Matthew and Daisy Willis

On the plus side, I am going to a Quaker wedding today at Bakewell Meeting (where I go every Sunday.) Quaker weddings are the most romantic of any weddings. We have no minister, and the bride and bridegroom marry each other in the presence of the rest of the Meeting. They stand up together and each one in turn says “Friends, I take my friend X to be my…..”   The marriage ‘ceremony’ is wreathed in the silence of a meeting for worship, which silence is occasionally broken by members of the congregation getting up to speak (as they are moved) about the couple or about marriage, or about anything else that is pertinent.

All the guests are witnesses and sign the certificate. I have my mother and father’s huge wedding certificate and also the huge certificate from my grandmother’s and grandfather’s wedding. The photo above is the wedding photo of the latter, Matthew Willis and Daisy Jacob, after their marriage at Cartmel Meeting House in 1909.

(There will be no hats today.)

p.s. The new blog header is the view over our front garden wall.

4 comments:

Anonymous said...

Shame there won't be any hats, they are glorious!

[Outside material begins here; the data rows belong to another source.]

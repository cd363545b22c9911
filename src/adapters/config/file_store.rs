use crate::ports::{AppConfig, ConfigError, ConfigResult, ConfigStore};
use async_trait::async_trait;
use serde::{Deserialize, Serialize};
use std::path::PathBuf;
use tokio::fs;

pub const API_URL_ENV: &str = "COMMENTS_API_URL";

#[derive(Debug, Default, Serialize, Deserialize)]
struct ConfigFile {
    api_url: Option<String>,
    request_timeout_seconds: Option<u64>,
    storage_path: Option<PathBuf>,
}

pub struct FileConfigStore {
    config_path: PathBuf,
}

impl FileConfigStore {
    pub fn new() -> ConfigResult<Self> {
        let config_dir = dirs::config_dir().ok_or_else(|| {
            ConfigError::ReadError("Cannot determine config directory".to_string())
        })?;

        Ok(Self::with_path(config_dir.join("page-comments").join("config.json")))
    }

    pub fn with_path(config_path: PathBuf) -> Self {
        Self { config_path }
    }

    async fn ensure_config_dir(&self) -> ConfigResult<()> {
        if let Some(parent) = self.config_path.parent() {
            fs::create_dir_all(parent)
                .await
                .map_err(|e| ConfigError::WriteError(e.to_string()))?;
        }
        Ok(())
    }

    async fn read_config_file(&self) -> ConfigResult<ConfigFile> {
        let content = match fs::read_to_string(&self.config_path).await {
            Ok(content) => content,
            Err(_) => {
                // Config file doesn't exist yet, every field takes its default
                return Ok(ConfigFile::default());
            }
        };

        serde_json::from_str(&content).map_err(|e| ConfigError::InvalidFormat(e.to_string()))
    }
}

#[async_trait]
impl ConfigStore for FileConfigStore {
    async fn load_config(&self) -> ConfigResult<AppConfig> {
        let config_file = self.read_config_file().await?;
        let defaults = AppConfig::default();

        // The environment wins over the file
        let api_url = std::env::var(API_URL_ENV)
            .ok()
            .filter(|url| !url.is_empty())
            .or(config_file.api_url)
            .unwrap_or(defaults.api_url);

        Ok(AppConfig {
            api_url,
            request_timeout_seconds: config_file
                .request_timeout_seconds
                .unwrap_or(defaults.request_timeout_seconds),
            storage_path: config_file.storage_path,
        })
    }

    async fn save_config(&self, config: &AppConfig) -> ConfigResult<()> {
        self.ensure_config_dir().await?;

        let config_file = ConfigFile {
            api_url: Some(config.api_url.clone()),
            request_timeout_seconds: Some(config.request_timeout_seconds),
            storage_path: config.storage_path.clone(),
        };

        let content = serde_json::to_string_pretty(&config_file)
            .map_err(|e| ConfigError::WriteError(e.to_string()))?;

        fs::write(&self.config_path, content)
            .await
            .map_err(|e| ConfigError::WriteError(e.to_string()))?;

        Ok(())
    }
}

#[cfg(test)]
mod tests {
    use super::*;
    use crate::ports::PRODUCTION_API_URL;
    use tempfile::TempDir;

    // These tests assume COMMENTS_API_URL is unset in the test environment.

    #[test]
    fn missing_file_gives_defaults() {
        let dir = TempDir::new().unwrap();
        let store = FileConfigStore::with_path(dir.path().join("config.json"));

        let config = tokio_test::block_on(store.load_config()).unwrap();
        assert_eq!(config.api_url, PRODUCTION_API_URL);
        assert_eq!(config.request_timeout_seconds, 30);
        assert_eq!(config.storage_path, None);
    }

    #[tokio::test]
    async fn save_then_load() {
        let dir = TempDir::new().unwrap();
        let store = FileConfigStore::with_path(dir.path().join("sub").join("config.json"));

        let mut config = AppConfig::default();
        config.use_development_api();
        config.request_timeout_seconds = 5;
        config.storage_path = Some(dir.path().join("storage.json"));
        store.save_config(&config).await.unwrap();

        assert_eq!(store.load_config().await.unwrap(), config);
    }

    #[tokio::test]
    async fn invalid_file_is_reported() {
        let dir = TempDir::new().unwrap();
        let path = dir.path().join("config.json");
        fs::write(&path, "not json").await.unwrap();

        let store = FileConfigStore::with_path(path);
        assert!(matches!(
            store.load_config().await,
            Err(ConfigError::InvalidFormat(_))
        ));
    }
}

And shame on Kobo. Find their Facebook page (they have several) and write a warning to readers not to buy your book from them...it has a way of making businesses sit up!

Chris A

Sue Hepworth said...

I saw three women wearing hats, and one man.
It was a warm, loving meeting and just as sweet as I expected.
And thanks for the suggestion about Kobo.

Anonymous said...

I find Quaker meetings very loving events. Never been to a wedding though...

Chris A

Christine said...

Love those hats! I want one.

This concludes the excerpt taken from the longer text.